Il comitato italiano delle vittime di coronavirus Noi Denunceremo annuncia una durissima presa di posizione rispetto alla relazione del generale Lunelli apparsa oggi sul Giornale di Brescia e sul Guardian relativa al mancato aggiornamento dei piani pandemici.
«Il dossier del generale Lunelli getta prepotentemente luce sul menefreghismo dimostrato dalle autorità politiche italiane nel corso dell'ultimo decennio - sostiene Stefano Fusco, vice-presidente del comitato Noi Denunceremo - Depositeremo in Procura le quasi mille pagine di documentazione riconducibili alla relazione del generale Lunelli e chiederemo ci vengano date risposte urgenti sul motivo per cui si siano ignorate direttive chiare provenienti della Commissione Europea circa la preparazione di un piano pandemico.

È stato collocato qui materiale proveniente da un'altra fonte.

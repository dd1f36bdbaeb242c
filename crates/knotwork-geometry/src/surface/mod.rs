//! Surface traits and implementations.

mod nurbs;

use knotwork_core::{NurbsError, Result, Tolerance};
use knotwork_math::{Point3, Vector3};
use serde::{Deserialize, Serialize};

pub use nurbs::{NurbsSurface, NurbsSurfaceData};

/// Direction queried by [`Surface::evaluate_at`].
#[derive(Debug, Clone, Copy, PartialEq, Eq, Serialize, Deserialize)]
pub enum SurfaceDirection {
    U,
    V,
    Normal,
}

/// Trait for parametric surfaces in 3D space.
pub trait Surface: Send + Sync {
    /// Return the u-parameter domain `(u_min, u_max)`.
    fn domain_u(&self) -> (f64, f64);

    /// Return the v-parameter domain `(v_min, v_max)`.
    fn domain_v(&self) -> (f64, f64);

    /// Evaluate the surface at parameters `(u, v)`.
    fn point_at(&self, u: f64, v: f64) -> Result<Point3>;

    /// Mixed partials `skl[k][l]` (k times in u, l times in v) for `k + l <= order`.
    fn derivatives_at(&self, u: f64, v: f64, order: usize) -> Result<Vec<Vec<Vector3>>>;

    /// Unit normal along `Su x Sv`.
    fn normal_at(&self, u: f64, v: f64) -> Result<Vector3> {
        let skl = self.derivatives_at(u, v, 1)?;
        let n = skl[1][0].cross(skl[0][1]);
        let len = n.length();
        if len < Tolerance::EPSILON {
            return Err(NurbsError::DegenerateGeometry(format!(
                "surface normal undefined at ({}, {})",
                u, v
            )));
        }
        Ok(n / len)
    }

    /// Unit tangent in `u` or `v`, or the unit normal.
    fn evaluate_at(&self, u: f64, v: f64, direction: SurfaceDirection) -> Result<Vector3> {
        let (k, l) = match direction {
            SurfaceDirection::Normal => return self.normal_at(u, v),
            SurfaceDirection::U => (1, 0),
            SurfaceDirection::V => (0, 1),
        };
        let skl = self.derivatives_at(u, v, 1)?;
        let d = skl[k][l];
        let len = d.length();
        if len < Tolerance::EPSILON {
            return Err(NurbsError::DegenerateGeometry(format!(
                "{:?} tangent vanishes at ({}, {})",
                direction, u, v
            )));
        }
        Ok(d / len)
    }
}
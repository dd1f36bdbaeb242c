/// Numeric tolerances shared by the evaluators and samplers.
#[derive(Debug, Clone, Copy)]
pub struct Tolerance;

impl Tolerance {
    /// Smallest magnitude treated as non-zero by the evaluators.
    pub const EPSILON: f64 = 1e-10;
    /// Tightest sampling tolerance; substituted for non-positive requests.
    pub const MAX_TOLERANCE: f64 = 1e-6;

    /// Replace a non-positive (or NaN) sampling tolerance with [`Self::MAX_TOLERANCE`].
    pub fn sanitize(tolerance: f64) -> f64 {
        if tolerance > 0.0 {
            tolerance
        } else {
            Self::MAX_TOLERANCE
        }
    }
}
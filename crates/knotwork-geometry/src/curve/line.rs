//! Line segment curve.

use knotwork_core::{NurbsError, Result};
use knotwork_math::{Point3, Vector3};
use serde::{Deserialize, Serialize};

use super::{clamp_to_domain, Curve, NurbsCurve};
use crate::nurbs::KnotVector;

/// A line segment from `start` to `end`, parameterized over `[0, 1]`.
#[derive(Debug, Clone, PartialEq, Serialize, Deserialize)]
pub struct Line {
    pub start: Point3,
    pub end: Point3,
}

impl Line {
    pub fn new(start: Point3, end: Point3) -> Self {
        Self { start, end }
    }

    pub fn length(&self) -> f64 {
        (self.end - self.start).length()
    }
}

impl Curve for Line {
    fn domain(&self) -> (f64, f64) {
        (0.0, 1.0)
    }

    fn point_at(&self, t: f64) -> Result<Point3> {
        let t = clamp_to_domain(self.domain(), t)?;
        Ok(self.start + t * (self.end - self.start))
    }

    fn derivatives_at(&self, t: f64, order: usize) -> Result<Vec<Vector3>> {
        let mut ders = vec![self.point_at(t)?];
        ders.extend((1..=order).map(|k| {
            if k == 1 {
                self.end - self.start
            } else {
                Vector3::ZERO
            }
        }));
        Ok(ders)
    }

    fn degree(&self) -> usize {
        1
    }

    fn to_nurbs(&self) -> NurbsCurve {
        let knots = KnotVector::from_sorted(vec![0.0, 0.0, 1.0, 1.0]);
        let points = vec![self.start.extend(1.0), self.end.extend(1.0)];
        NurbsCurve::from_homogeneous(1, knots, points)
    }
}

impl TryFrom<&NurbsCurve> for Line {
    type Error = NurbsError;

    /// Succeeds for degree-1 curves with exactly two control points.
    fn try_from(curve: &NurbsCurve) -> Result<Self> {
        match curve.control_points() {
            [start, end] if curve.degree() == 1 => Ok(Self::new(*start, *end)),
            _ => Err(NurbsError::InvalidArgument(
                "curve is not a single line segment".into(),
            )),
        }
    }
}

#[cfg(test)]
mod tests {
    use super::*;
    use knotwork_math::DVec3;

    #[test]
    fn test_line_point_at() {
        let line = Line::new(DVec3::new(0.0, 0.0, 0.0), DVec3::new(2.0, 4.0, 6.0));
        let p = line.point_at(0.5).unwrap();
        assert!((p.x - 1.0).abs() < 1e-10);
        assert!((p.y - 2.0).abs() < 1e-10);
        assert!((p.z - 3.0).abs() < 1e-10);
    }

    #[test]
    fn test_line_endpoints() {
        let line = Line::new(DVec3::new(1.0, 2.0, 3.0), DVec3::new(4.0, 5.0, 6.0));
        let p0 = line.point_at(0.0).unwrap();
        let p1 = line.point_at(1.0).unwrap();
        assert!((p0 - line.start).length() < 1e-10);
        assert!((p1 - line.end).length() < 1e-10);
    }

    #[test]
    fn test_line_outside_domain() {
        let line = Line::new(DVec3::ZERO, DVec3::X);
        assert!(matches!(line.point_at(1.5), Err(NurbsError::Domain(_))));
        assert!(matches!(line.point_at(-0.1), Err(NurbsError::Domain(_))));
    }

    #[test]
    fn test_line_derivatives() {
        let line = Line::new(DVec3::new(0.0, 0.0, 0.0), DVec3::new(1.0, 0.0, 0.0));
        let ders = line.derivatives_at(0.5, 2).unwrap();
        assert_eq!(ders.len(), 3);
        assert!((ders[1] - DVec3::X).length() < 1e-10);
        assert_eq!(ders[2], DVec3::ZERO);
        let t = line.unit_tangent_at(0.25).unwrap();
        assert!((t - DVec3::X).length() < 1e-12);
    }

    #[test]
    fn test_line_to_nurbs_matches() {
        let line = Line::new(DVec3::new(1.0, -1.0, 0.0), DVec3::new(3.0, 2.0, 5.0));
        let nurbs = line.to_nurbs();
        assert_eq!(nurbs.degree(), 1);
        for &t in &[0.0, 0.3, 1.0] {
            let a = line.point_at(t).unwrap();
            let b = nurbs.point_at(t).unwrap();
            assert!((a - b).length() < 1e-12);
        }
        assert_eq!(Line::try_from(&nurbs).unwrap(), line);
    }
}
//! Rotation-minimizing frames along a curve (double reflection).

use knotwork_core::{NurbsError, Result, Tolerance};
use knotwork_math::{vector::perpendicular_to, Point3, Vector3};
use serde::{Deserialize, Serialize};

use crate::curve::Curve;

/// An orthonormal frame on a curve.
///
/// `x_axis` and `y_axis` span the plane perpendicular to the curve; their
/// cross product is the unit tangent.
#[derive(Debug, Clone, Copy, PartialEq, Serialize, Deserialize)]
pub struct Frame {
    pub origin: Point3,
    pub x_axis: Vector3,
    pub y_axis: Vector3,
}

impl Frame {
    /// Frame at `origin` around `tangent`, with an arbitrary perpendicular as
    /// the starting axis. The tangent is normalized first.
    pub fn initial(origin: Point3, tangent: Vector3) -> Result<Self> {
        let len = tangent.length();
        if !(len >= Tolerance::EPSILON) {
            return Err(NurbsError::DegenerateGeometry(format!(
                "cannot build a frame around tangent {:?}",
                tangent
            )));
        }
        let tangent = tangent / len;
        let y_axis = tangent.cross(perpendicular_to(tangent)).normalize();
        let x_axis = y_axis.cross(tangent);
        Ok(Self {
            origin,
            x_axis,
            y_axis,
        })
    }

    /// Unit tangent the frame was built around.
    pub fn z_axis(&self) -> Vector3 {
        self.x_axis.cross(self.y_axis)
    }

    /// Carry this frame to the next point by two reflections: across the
    /// bisecting plane of the two origins, then across the plane bisecting
    /// the reflected and the actual tangent.
    pub fn next(&self, origin: Point3, tangent: Vector3) -> Result<Self> {
        let v1 = origin - self.origin;
        let c1 = v1.dot(v1);
        if c1.sqrt() < Tolerance::EPSILON {
            return Err(NurbsError::DegenerateGeometry(format!(
                "coincident frame origins at {:?}",
                origin
            )));
        }
        let t0 = self.z_axis();
        let r_l = self.x_axis - (2.0 / c1) * v1.dot(self.x_axis) * v1;
        let t_l = t0 - (2.0 / c1) * v1.dot(t0) * v1;

        let v2 = tangent - t_l;
        let c2 = v2.dot(v2);
        let r = if c2 < Tolerance::EPSILON * Tolerance::EPSILON {
            r_l
        } else {
            r_l - (2.0 / c2) * v2.dot(r_l) * v2
        };
        // Round-off drift is removed by projecting back onto the normal plane.
        let x_axis = (r - r.dot(tangent) * tangent).normalize();
        let y_axis = tangent.cross(x_axis);
        Ok(Self {
            origin,
            x_axis,
            y_axis,
        })
    }
}

/// Rotation-minimizing frames at `params`, propagated in the given order.
///
/// The first frame starts from an arbitrary perpendicular; each later frame
/// depends on the one before it, so reordering the parameters changes the
/// result.
pub fn perpendicular_frames(curve: &dyn Curve, params: &[f64]) -> Result<Vec<Frame>> {
    let stations = params
        .iter()
        .map(|&t| -> Result<(Point3, Vector3)> {
            Ok((curve.point_at(t)?, curve.unit_tangent_at(t)?))
        })
        .collect::<Result<Vec<_>>>()?;

    let Some((&(origin, tangent), rest)) = stations.split_first() else {
        return Ok(Vec::new());
    };

    let frames = rest.iter().try_fold(
        vec![Frame::initial(origin, tangent)?],
        |mut frames, &(origin, tangent)| -> Result<Vec<Frame>> {
            let next = match frames.last() {
                Some(prev) => prev.next(origin, tangent)?,
                None => Frame::initial(origin, tangent)?,
            };
            frames.push(next);
            Ok(frames)
        },
    )?;

    log::trace!("propagated {} frames", frames.len());
    Ok(frames)
}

Alle sue dichiarazioni si aggiungono quelle di Consuelo Locati, la legale del comitato Noi Denunceremo: «La pandemia non doveva coglierci impreparati. Dal 2005, passando al 2013 e via via fino al 2017 e 2018, l’Oms e la Comunità Europea, «passando» dal Parlamento Europeo, avevano messo guardia ogni Paese dell’Unione riferendo la possibilità che si verificasse una nuova pandemia. L'obbligo, nelle specifico dell'Italia, era quello di adeguare il proprio piano pandemico, ormai obsoleto perché risalente al 2006-2010, al fine di predisporre ogni mezzo ed ogni attività, coordinata con le Regioni, perché si fosse pronti nell'eventualità di una pandemia».